It's times like this that I'm most glad to have joined such an active, welcoming, online genealogical community, both through Geneabloggers and on Google+. It honestly hadn't occurred to me, when I saw the records of a number of abandoned babies in the southern Italian towns that my family came from, that there might have been a monograph written about it. Only other people researching the same topics could have brought it to my attention.
Sacrificed for Honor is a book that's specifically about the widespread practice of infant abandonment in the 18th and 19th centuries, but it contains such a wealth of information about Italian social, religious, cultural, and familial practices that I'd suggest it to anyone with an interest in Italian history or genealogy.
The book focuses primarily on northern Italy, particularly the large cities of Milan and Florence, where most of the research thus far has been done. However, it gives enough history of practices in the south to put my Anna Pace's life in context for me. I'm expanding on this by using the records found on Antenati to create my own index of babies abandoned in Grumo Appula in the 1860s (g-g-grandma was born in 1864) to see if I can figure out the local context for abandonment. For example, the book tells us that in the South, many small towns had a "wheel" at which abandoned babies were left. (This in comparison to the North, where babies from small town were brought to nearby cities and left at their wheels.) However, having looked, so far, at 24 babies abandoned in the course of 18 months, there's no mention of a wheel, and each of the babies is described as having been discovered "behind the door of her house" by one of the 3 local midwives.

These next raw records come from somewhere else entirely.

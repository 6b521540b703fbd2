//! Money amounts.
//!
//! Amounts are `rust_decimal::Decimal`: exact base-10 values with up to 28
//! significant digits, compared and summed without float rounding. On disk
//! they are written as strings; JSON integers and floats are also accepted
//! and read digit for digit.

pub use rust_decimal::Decimal;

use crate::error::PriceError;

/// Parse an amount typed by a user or an administrator.
pub fn parse_amount(text: &str) -> Result<Decimal, PriceError> {
    text.trim()
        .parse()
        .map_err(|_| PriceError::InvalidAmount(text.to_string()))
}

/// An amount with trailing zeros trimmed, keeping at least two decimals:
/// `100` is `100.00`, `1.2345` stays `1.2345`.
#[must_use]
pub fn format_amount(amount: Decimal) -> String {
    let amount = amount.normalize();
    if amount.scale() < 2 {
        format!("{amount:.2}")
    } else {
        amount.to_string()
    }
}
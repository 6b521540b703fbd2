//! Zones and the zone registry.
//!
//! A `Zone` is a named region with flags, an optional parent and a
//! membership map. The `ZoneManager` loads zones from a `RecordStore`,
//! keeps parent links consistent and answers point queries.

pub mod manager;
pub mod preview;
pub mod record;
pub mod zone;

pub use manager::{FlagSource, ReloadReport, ResolvedFlag, ZoneManager};
pub use preview::{show_bounds, BoundsPreview, BoundsViewer};
pub use record::ZoneRecord;
pub use zone::Zone;
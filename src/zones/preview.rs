//! Temporary zone boundary previews.
//!
//! A preview highlights the outline of a zone's true extent at one height
//! and reverts it after the configured delay. The revert runs through the
//! context's scheduler and re-resolves the zone by id first: if the zone
//! has been removed in the meantime, the revert does nothing.

use std::cell::RefCell;
use std::rc::Rc;

use tracing::{debug, warn};

use crate::core::context::ZoneContext;
use crate::core::ids::{WorldId, ZoneId};
use crate::core::scheduler::TaskId;
use crate::region::BlockPos;

/// Host-side renderer of highlighted blocks.
pub trait BoundsViewer {
    /// Show `blocks` as highlighted.
    fn highlight(&mut self, world: &WorldId, blocks: &[BlockPos]);

    /// Restore `blocks` to what the world really holds.
    fn reset(&mut self, world: &WorldId, blocks: &[BlockPos]);
}

/// A preview that has been shown and is waiting to be reverted.
#[derive(Clone, Debug, PartialEq, Eq)]
pub struct BoundsPreview {
    /// The previewed zone.
    pub zone: ZoneId,
    /// Number of highlighted blocks.
    pub blocks: usize,
    /// The scheduled revert.
    pub revert: TaskId,
}

/// Highlight the outline of `zone`'s true extent at height `y`.
///
/// At most `preview_block_limit` blocks are highlighted. Returns `None` if
/// the zone is not registered.
pub fn show_bounds<V>(
    ctx: &mut ZoneContext,
    zone: &ZoneId,
    y: i32,
    viewer: Rc<RefCell<V>>,
) -> Option<BoundsPreview>
where
    V: BoundsViewer + 'static,
{
    let extent = ctx.zones().true_extent(zone)?;
    let world = extent.world().clone();
    let limit = ctx.config().preview_block_limit;
    let mut blocks: Vec<BlockPos> = extent.outline_at(y).take(limit.saturating_add(1)).collect();
    if blocks.len() > limit {
        blocks.truncate(limit);
        warn!(zone = %zone, limit, "bounds preview truncated");
    }
    viewer.borrow_mut().highlight(&world, &blocks);

    let count = blocks.len();
    let id = zone.clone();
    let delay = ctx.config().bounds_preview;
    let revert = ctx.schedule_after(delay, move |ctx| {
        if ctx.zones().get_zone(&id).is_none() {
            debug!(zone = %id, "zone gone before bounds preview ended");
            return;
        }
        viewer.borrow_mut().reset(&world, &blocks);
    });
    debug!(zone = %zone, blocks = count, task = %revert, "showing bounds preview");

    Some(BoundsPreview {
        zone: zone.clone(),
        blocks: count,
        revert,
    })
}
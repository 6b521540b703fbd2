//! Flag payload values.

use std::collections::BTreeMap;

use crate::price::{Decimal, Price};

/// The value carried by a flag.
#[derive(Clone, Debug, PartialEq, Eq)]
pub enum FlagValue {
    /// No payload; the flag's presence and enabled state are the whole story.
    Unit,
    /// A boolean payload.
    Bool(bool),
    /// An integer payload.
    Int(i64),
    /// A text payload (greeting messages and the like).
    Text(String),
    /// A cost.
    Price(Price),
    /// Money held per currency id.
    Balance(BTreeMap<String, Decimal>),
}

impl FlagValue {
    /// Get as a boolean.
    #[must_use]
    pub fn as_bool(&self) -> Option<bool> {
        match self {
            Self::Bool(b) => Some(*b),
            _ => None,
        }
    }

    /// Get as an integer.
    #[must_use]
    pub fn as_int(&self) -> Option<i64> {
        match self {
            Self::Int(n) => Some(*n),
            _ => None,
        }
    }

    /// Get as text.
    #[must_use]
    pub fn as_text(&self) -> Option<&str> {
        match self {
            Self::Text(s) => Some(s),
            _ => None,
        }
    }

    /// Get as a price.
    #[must_use]
    pub fn as_price(&self) -> Option<&Price> {
        match self {
            Self::Price(p) => Some(p),
            _ => None,
        }
    }

    /// Get as a balance map.
    #[must_use]
    pub fn as_balance(&self) -> Option<&BTreeMap<String, Decimal>> {
        match self {
            Self::Balance(b) => Some(b),
            _ => None,
        }
    }

    /// Mutable access to a balance map.
    pub fn as_balance_mut(&mut self) -> Option<&mut BTreeMap<String, Decimal>> {
        match self {
            Self::Balance(b) => Some(b),
            _ => None,
        }
    }
}

impl From<bool> for FlagValue {
    fn from(b: bool) -> Self {
        Self::Bool(b)
    }
}

impl From<i64> for FlagValue {
    fn from(n: i64) -> Self {
        Self::Int(n)
    }
}

impl From<&str> for FlagValue {
    fn from(s: &str) -> Self {
        Self::Text(s.to_string())
    }
}

impl From<String> for FlagValue {
    fn from(s: String) -> Self {
        Self::Text(s)
    }
}

impl From<Price> for FlagValue {
    fn from(p: Price) -> Self {
        Self::Price(p)
    }
}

Kertzer provides a ton of national context for the practice of infant abandonment. For example, did you know that unmarried parents in Italy were essentially required to "abandon" their illegitimate children to the huge network of foundling homes and foster parents set up to receive them? (The book even mentions one case of a 6-year-old boy, whose parents were unmarried but living together. When authorities found out that he was illegitimate, they intervened at that late date to remove him from the home and send him to a foster family - from which, of course, he promptly ran away.) Or that the vast majority of infants sent to foundling homes perished within the first 2 years of life, most of them within their first months, due to the difficulty of obtaining wetnurses in the days before safe, nutritious formula? This, despite the fact that the entire system was arranged to protect illegitimate babies from the ever-present dangers of abortion and infanticide.
I can't say that I agree with all of Kertzer's conclusions, particularly where he extrapolates into modern moral and political arenas. I won't spend too much time on my reasons on a blog that doesn't have a political purpose. Suffice it to say that the book makes clear where his beliefs and mine differ on things like women's rights and the sanctity of all life, at all stages of development. Had abortion been an officially sanctioned, accessible option in 1864 like it is today, there's a very good chance that Anna Pace never would have been born, and neither would her 7 children who survived infancy, among them my great-grandmother; or her 7 children, among them my grandfather; or his 8 children; or his 20 grandchildren (myself among them) or his 4 great-granchildren. You don't know my family, but they're pretty fantastic; I can attest my own life would have been least among these losses.
Putting the personal and the political aside, I can recommend Sacrificed for Honor by David I. Kertzer enthusiastically. In fact, I was thrilled to discover that Kertzer's website includes a long list of other articles he's authored on similar topics, and I've added them to my reading list to gain additional context on the childhood, maturation, and adulthood of foundlings like my great-great-grandmother. I don't have to agree with his politics to know that his scholarship has provided context to the murkiest line in my family. With a brick wall this thick, context might be all I have. Anna's parents are described as ignoti on her marriage certificate, and merely as the autori di suoi giorni on the record that describes her discovery behind the midwife's door. I'm thinking about testing my grandfather's mtDNA on the off chance that a match provides some more information, but that's uncertain and even would benefit from the context provided here. The book, though scholarly, is an easy and engaging read, suitable for anyone with genealogical research interests in Italy, and particularly for those of us with brick walls of this nature, and I recommend it highly.